Most importantly, I love. I love all of you. A toast you all of us!

May I invite you to write out all the things you love, things you might be grateful for, and watch to see how your entire day turns bright and shines to all around you.

Happy Thanksgiving.

Sunday, November 13, 2011

Angels in the Rafters


I love rituals. They make the everyday special. I also love chocolate. So it's no wonder that one of my rituals is to regularly and consciously go to my favorite chocolate shops and deliberately enjoy. Everything about the experience becomes part of the ritual, including the people who work at the shop. It turned out that as part of one of the rituals, one of my sister's good friends worked at one of these shops. His name was Ryan.

When I lived in Korea, one day I was talking to my sister on the telephone and she mentioned that Ryan had killed himself, tragically, along with his sister in a joint-suicide. Even though I wasn't extremely close to Ryan and had never met his sister, this news weighed on me immeasurably. I couldn't shake the thought from my head. Lucy, my sister, asked me if I would go to a Buddhist temple and light a candle for Ryan and his sister.
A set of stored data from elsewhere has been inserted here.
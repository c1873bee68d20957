//! Store port for tasks, aliases and sessions.

use crate::task::domain::{AliasValue, Session, Task, TaskAlias, TaskId};
use async_trait::async_trait;
use serde::Serialize;
use std::fmt;
use std::sync::Arc;
use thiserror::Error;

/// Result type for task store operations.
pub type TaskStoreResult<T> = Result<T, TaskStoreError>;

/// Durable persistence contract shared by every store backend.
///
/// Each method is one atomic unit: it either applies completely or leaves the
/// store unchanged. Dropping a returned future before completion cancels the
/// call without a partial write.
#[async_trait]
pub trait TaskStore: Send + Sync {
    /// Stores a new task.
    ///
    /// # Errors
    ///
    /// Returns [`TaskStoreError::DuplicateTask`] when the identifier exists.
    async fn create_task(&self, task: &Task) -> TaskStoreResult<()>;

    /// Stores a new task together with its first alias.
    ///
    /// # Errors
    ///
    /// Returns [`TaskStoreError::AliasAlreadyBound`] when the alias already
    /// names a task, or [`TaskStoreError::DuplicateTask`] when the identifier
    /// exists. Neither row is written in either case.
    async fn create_task_with_alias(&self, task: &Task, alias: &TaskAlias) -> TaskStoreResult<()>;

    /// Finds a task by identifier.
    async fn find_task(&self, id: &TaskId) -> TaskStoreResult<Option<Task>>;

    /// Resolves an alias to its task.
    ///
    /// Returns `None` when the alias is unknown.
    ///
    /// # Errors
    ///
    /// Returns [`TaskStoreError::TaskNotFound`] when the alias exists but its
    /// task row does not.
    async fn find_task_by_alias(&self, alias: &AliasValue) -> TaskStoreResult<Option<Task>>;

    /// Finds an alias row.
    async fn find_alias(&self, alias: &AliasValue) -> TaskStoreResult<Option<TaskAlias>>;

    /// Inserts an alias, or refreshes its metadata when it already names the
    /// same task.
    ///
    /// # Errors
    ///
    /// Returns [`TaskStoreError::AliasAlreadyBound`] when the alias names a
    /// different task, or [`TaskStoreError::TaskNotFound`] when the target
    /// task does not exist.
    async fn upsert_alias(&self, alias: &TaskAlias) -> TaskStoreResult<()>;

    /// Inserts or replaces the session of a task. The stored creation
    /// timestamp of an existing session is kept.
    ///
    /// # Errors
    ///
    /// Returns [`TaskStoreError::TaskNotFound`] when the task does not exist.
    async fn upsert_session(&self, session: &Session) -> TaskStoreResult<()>;

    /// Finds the session of a task.
    async fn find_session(&self, task_id: &TaskId) -> TaskStoreResult<Option<Session>>;

    /// Lists sessions, most recently updated first, then by task identifier.
    async fn list_sessions(&self) -> TaskStoreResult<Vec<Session>>;

    /// Lists tasks, most recently updated first, then by task identifier.
    async fn list_tasks(&self) -> TaskStoreResult<Vec<Task>>;

    /// Lists aliases, most recently updated first, then by alias value.
    async fn list_aliases(&self) -> TaskStoreResult<Vec<TaskAlias>>;

    /// Counts aliases per group, largest group first, then by key.
    async fn alias_group_counts(&self, grouping: AliasGrouping) -> TaskStoreResult<Vec<GroupCount>>;

    /// Counts sessions per status, largest group first, then by key.
    async fn session_status_counts(&self) -> TaskStoreResult<Vec<GroupCount>>;
}

/// Column used to group alias counts.
#[derive(Debug, Clone, Copy, PartialEq, Eq, Hash, Default)]
pub enum AliasGrouping {
    /// Group by normalised repository.
    #[default]
    Repository,
    /// Group by alias kind.
    AliasKind,
}

impl AliasGrouping {
    /// Returns the grouping name used on the command line and in storage.
    #[must_use]
    pub const fn as_str(self) -> &'static str {
        match self {
            Self::Repository => "repo",
            Self::AliasKind => "alias_type",
        }
    }
}

impl TryFrom<&str> for AliasGrouping {
    type Error = TaskStoreError;

    fn try_from(value: &str) -> Result<Self, Self::Error> {
        match value.trim() {
            "repo" => Ok(Self::Repository),
            "alias_type" => Ok(Self::AliasKind),
            other => Err(TaskStoreError::UnsupportedGrouping(other.to_owned())),
        }
    }
}

impl fmt::Display for AliasGrouping {
    fn fmt(&self, f: &mut fmt::Formatter<'_>) -> fmt::Result {
        f.write_str(self.as_str())
    }
}

/// One row of a grouped count. Missing keys are reported as `""`.
#[derive(Debug, Clone, PartialEq, Eq, Serialize)]
pub struct GroupCount {
    /// Group key.
    pub key: String,
    /// Number of rows in the group.
    pub count: u64,
}

impl GroupCount {
    /// Creates a grouped count.
    #[must_use]
    pub fn new(key: impl Into<String>, count: u64) -> Self {
        Self {
            key: key.into(),
            count,
        }
    }
}

/// Orders grouped counts largest first, then by key.
pub fn sort_group_counts(counts: &mut [GroupCount]) {
    counts.sort_by(|left, right| {
        right
            .count
            .cmp(&left.count)
            .then_with(|| left.key.cmp(&right.key))
    });
}

/// Errors returned by task store implementations.
#[derive(Debug, Clone, Error)]
pub enum TaskStoreError {
    /// A task with the same identifier already exists.
    #[error("duplicate task identifier: {0}")]
    DuplicateTask(TaskId),

    /// The alias already names a different task.
    #[error("alias {alias} is already bound to task {bound_to}, refusing to rebind it to {requested}")]
    AliasAlreadyBound {
        /// Alias being bound.
        alias: AliasValue,
        /// Task the alias currently names.
        bound_to: TaskId,
        /// Task the caller asked for.
        requested: TaskId,
    },

    /// The referenced task does not exist.
    #[error("task not found: {0}")]
    TaskNotFound(TaskId),

    /// The requested grouping is not supported.
    #[error("unsupported grouping: {0}")]
    UnsupportedGrouping(String),

    /// Persistence-layer failure.
    #[error("persistence error: {0}")]
    Persistence(Arc<dyn std::error::Error + Send + Sync>),
}

impl TaskStoreError {
    /// Wraps a persistence error.
    pub fn persistence(err: impl std::error::Error + Send + Sync + 'static) -> Self {
        Self::Persistence(Arc::new(err))
    }
}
I didn't know if they even did that in Buddhism but I told her I would.

It was about this time that we went on a meditation retreat up in the mountains with our dear friend and guide, Jin-Soon. After our time at the retreat was spent, Jin-Soon suggested that we go on a light hike up the mountain to her favorite temple. It was late Autumn and we hiked, swimming in the warmth and light of the sun, especially after the biting cold of the morning.
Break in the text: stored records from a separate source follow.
//! Text and JSON renderings of command results.

use super::CliError;
use crate::task::{
    domain::{Session, TaskAlias},
    ports::GroupCount,
};
use serde::Serialize;
use std::io::Write;

/// Writes `value` as one line of compact JSON.
pub(super) fn write_json(out: &mut impl Write, value: &impl Serialize) -> Result<(), CliError> {
    serde_json::to_writer(&mut *out, value)?;
    writeln!(out)?;
    Ok(())
}

/// Writes grouped counts as a tab-separated table or JSON.
pub(super) fn write_groups(
    out: &mut impl Write,
    groups: &[GroupCount],
    json: bool,
    empty_message: &str,
) -> Result<(), CliError> {
    if groups.is_empty() {
        writeln!(out, "{empty_message}")?;
        return Ok(());
    }
    if json {
        return write_json(out, &groups);
    }
    writeln!(out, "group_key\tcount")?;
    for group in groups {
        writeln!(out, "{}\t{}", group.key, group.count)?;
    }
    Ok(())
}

/// Writes alias rows as a tab-separated table or JSON.
pub(super) fn write_aliases(
    out: &mut impl Write,
    aliases: &[TaskAlias],
    json: bool,
) -> Result<(), CliError> {
    if aliases.is_empty() {
        writeln!(out, "no tasks")?;
        return Ok(());
    }
    if json {
        return write_json(out, &aliases);
    }
    writeln!(out, "task_id\talias_type\talias_value\trepo\tbranch\tpr")?;
    for alias in aliases {
        writeln!(
            out,
            "{}\t{}\t{}\t{}\t{}\t{}",
            alias.task_id(),
            alias.kind(),
            alias.value(),
            alias.repository(),
            alias.branch().map(|branch| branch.as_str()).unwrap_or_default(),
            alias.pr_number().map_or(0, |number| number.value()),
        )?;
    }
    Ok(())
}

/// Writes sessions as a tab-separated table or JSON.
pub(super) fn write_sessions(
    out: &mut impl Write,
    sessions: &[Session],
    json: bool,
) -> Result<(), CliError> {
    if sessions.is_empty() {
        writeln!(out, "no sessions")?;
        return Ok(());
    }
    if json {
        return write_json(out, &sessions);
    }
    writeln!(out, "task_id\tstatus\tworkspace\tpane_id\tcwd\tcommand\texternal_session")?;
    for session in sessions {
        writeln!(
            out,
            "{}\t{}\t{}\t{}\t{}\t{}\t{}",
            session.task_id(),
            session.status(),
            session.workspace(),
            pane_column(session),
            session.launch().cwd(),
            session.launch().command(),
            session.external_session_label().unwrap_or_default(),
        )?;
    }
    Ok(())
}

/// Renders the pane binding the way it is stored: `0` when unbound.
pub(super) fn pane_column(session: &Session) -> i64 {
    session.pane_id().map_or(0, |pane| pane.value())
}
We came to a small temple and quietly, we took off our shoes and stepped inside. Already sitting inside the temple were two female monks, both with shaved heads and gray habit, sitting on mats, deep in meditation. I thought about my own meditation experience, how difficult it can be at times, and I wondered how long they had been there or planned to be there. They looked as though they may as well have been permanent fixtures in the temple. Jin-Soon handed Celeste and me a mat, and we all sat down and began our own meditation. The sun shone through the window of the door in a perfect rectangle that surrounded my body like a picture frame. I was warm and quiet. I don't know how much time we spent there. Time just dissolved.

Once we finished our meditation, outside of the temple, I remembered the promise I had made to Lucy to someday light a candle for Ryan and his sister. I asked Jin-Soon how to go about getting candles lit in the temple. She kindly walked me to the center of the compound not far away and helped me buy two 14-inch candles.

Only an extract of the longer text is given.